2. What is AutoIt:Injector-G [Trj] ? Is it written in AutoIt? When did it first appear as a threat? Why is CheckSumVerify.au3 being flagged as AutoIt:Injector-G ?
3. I believe this is also a False Positive:
http://www.autoitscript.com/forum/topic/152017-my-notepad/?p=1089609 - submitted yesterday.
URL (file download link) submitted as a false positive once.
The 7zip probably contains a
compiled autoit script (file extension .exe) which may represent a threat because
it will run without third party software needing to be installed. Here I accept the possibility of a threat, although the virus scans suggest that no virus scanner has a clue what it is - see for yourself:
https://www.virustotal.com/en/file/75e7a14a15ca1d056b803dbdd77b9b38572dd03ef124f32b58dfca32357d1b53/analysis/1410312640/Lot's of apparently contradictory information.
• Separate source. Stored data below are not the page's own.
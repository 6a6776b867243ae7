//! Driving port for notification reads.

use async_trait::async_trait;

use crate::domain::{Actor, Error, Notification, RescueStatus};

/// Short description of the request a notification links to.
#[derive(Debug, Clone, PartialEq)]
pub struct RescueRequestDigest {
    pub description: String,
    pub location: String,
    pub status: RescueStatus,
}

#[derive(Debug, Clone, PartialEq)]
pub struct NotificationView {
    pub notification: Notification,
    pub rescue_request: Option<RescueRequestDigest>,
}

#[cfg_attr(test, mockall::automock)]
#[async_trait]
pub trait NotificationQuery: Send + Sync {
    /// Notifications addressed to the actor, newest first.
    async fn list(&self, actor: &Actor, unread_only: bool) -> Result<Vec<NotificationView>, Error>;

    async fn unread_count(&self, actor: &Actor) -> Result<u64, Error>;
}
Although most virus scanners don't find anything, the 7zip appears to possibly contain several malicious items, one of which appears to have never existed - "Gen2.VXSQX" - at least Google never heard of it.
After further tests with other AutoIt scripts, it is clear that Avast does not flag au3 files indiscriminately. My main concern now is about AutoIt:Injector-G. I need to know what it is. If the Avast team know something that other antivirus companies (or computer users) don't know, then it is irresponsible to not share information about this threat. Let's try and keep everyone safe through education!
Finally it would be a shame if I am forced to replace Avast in order to regain control of my computer, especially since it was another AutoIt user who recommended Avast to me in the first place.